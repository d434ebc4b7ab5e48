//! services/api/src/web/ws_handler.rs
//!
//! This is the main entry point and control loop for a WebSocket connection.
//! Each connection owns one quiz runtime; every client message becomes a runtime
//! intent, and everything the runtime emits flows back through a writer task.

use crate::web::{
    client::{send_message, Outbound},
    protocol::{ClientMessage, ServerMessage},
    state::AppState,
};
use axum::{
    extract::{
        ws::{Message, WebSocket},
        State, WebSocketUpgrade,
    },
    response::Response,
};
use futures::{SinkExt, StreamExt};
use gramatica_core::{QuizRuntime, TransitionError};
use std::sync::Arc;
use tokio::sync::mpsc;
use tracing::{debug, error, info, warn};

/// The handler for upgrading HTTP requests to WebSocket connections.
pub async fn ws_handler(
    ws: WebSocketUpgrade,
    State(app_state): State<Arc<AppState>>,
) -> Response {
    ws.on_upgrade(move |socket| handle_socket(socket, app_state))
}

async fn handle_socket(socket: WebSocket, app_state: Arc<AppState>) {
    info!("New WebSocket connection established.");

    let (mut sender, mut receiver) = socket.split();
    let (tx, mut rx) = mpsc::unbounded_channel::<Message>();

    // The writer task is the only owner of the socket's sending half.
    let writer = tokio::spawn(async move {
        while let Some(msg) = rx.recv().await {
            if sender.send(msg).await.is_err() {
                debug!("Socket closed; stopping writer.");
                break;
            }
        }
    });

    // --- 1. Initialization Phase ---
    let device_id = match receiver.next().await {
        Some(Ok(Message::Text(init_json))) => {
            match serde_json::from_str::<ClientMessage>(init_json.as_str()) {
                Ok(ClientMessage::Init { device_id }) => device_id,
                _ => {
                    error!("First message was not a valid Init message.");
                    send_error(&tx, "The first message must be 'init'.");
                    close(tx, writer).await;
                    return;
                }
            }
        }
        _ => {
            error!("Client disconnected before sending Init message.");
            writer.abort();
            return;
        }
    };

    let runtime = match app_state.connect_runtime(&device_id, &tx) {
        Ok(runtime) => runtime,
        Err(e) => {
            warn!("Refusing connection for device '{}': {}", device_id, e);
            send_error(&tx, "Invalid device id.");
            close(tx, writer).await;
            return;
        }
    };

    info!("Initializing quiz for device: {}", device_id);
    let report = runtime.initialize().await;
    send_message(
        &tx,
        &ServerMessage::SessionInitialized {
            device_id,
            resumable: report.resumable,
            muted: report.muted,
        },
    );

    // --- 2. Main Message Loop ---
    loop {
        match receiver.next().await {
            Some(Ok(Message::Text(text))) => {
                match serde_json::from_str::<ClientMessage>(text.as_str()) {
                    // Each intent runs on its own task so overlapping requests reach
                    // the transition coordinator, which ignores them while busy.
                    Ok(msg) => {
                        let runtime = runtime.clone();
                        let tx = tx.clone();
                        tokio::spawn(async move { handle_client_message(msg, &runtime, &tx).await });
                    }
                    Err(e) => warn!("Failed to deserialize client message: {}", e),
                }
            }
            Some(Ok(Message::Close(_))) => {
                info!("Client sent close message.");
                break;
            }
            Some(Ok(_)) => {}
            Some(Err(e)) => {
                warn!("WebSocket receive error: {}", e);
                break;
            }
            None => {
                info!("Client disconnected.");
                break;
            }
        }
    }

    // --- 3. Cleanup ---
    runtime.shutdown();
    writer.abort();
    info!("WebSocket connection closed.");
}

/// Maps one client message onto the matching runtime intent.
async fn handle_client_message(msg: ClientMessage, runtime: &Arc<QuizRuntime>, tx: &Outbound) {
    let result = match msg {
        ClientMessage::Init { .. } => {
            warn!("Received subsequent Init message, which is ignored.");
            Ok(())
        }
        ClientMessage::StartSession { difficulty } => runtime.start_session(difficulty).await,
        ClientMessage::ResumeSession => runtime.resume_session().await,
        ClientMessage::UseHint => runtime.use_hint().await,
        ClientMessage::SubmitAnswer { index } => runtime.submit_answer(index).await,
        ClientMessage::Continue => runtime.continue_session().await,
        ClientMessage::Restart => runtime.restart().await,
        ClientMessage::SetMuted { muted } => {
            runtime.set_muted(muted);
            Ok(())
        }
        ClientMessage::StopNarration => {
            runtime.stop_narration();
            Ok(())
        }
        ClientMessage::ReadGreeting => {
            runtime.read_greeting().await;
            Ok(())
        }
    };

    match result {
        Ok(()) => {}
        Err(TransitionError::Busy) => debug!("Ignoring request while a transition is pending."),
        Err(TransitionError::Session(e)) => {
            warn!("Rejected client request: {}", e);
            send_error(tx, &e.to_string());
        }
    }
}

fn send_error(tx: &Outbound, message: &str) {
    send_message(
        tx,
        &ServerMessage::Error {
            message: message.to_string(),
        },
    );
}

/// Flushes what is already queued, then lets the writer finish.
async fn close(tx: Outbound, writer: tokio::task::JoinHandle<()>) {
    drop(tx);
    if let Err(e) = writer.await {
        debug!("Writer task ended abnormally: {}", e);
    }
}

※ ※ ※

TASK OBJECTIVE: Whenever the word "muted" turns up in a line of the listing above, copy the line.

ANSWER AREA:
            muted: report.muted,
        ClientMessage::SetMuted { muted } => {
            runtime.set_muted(muted);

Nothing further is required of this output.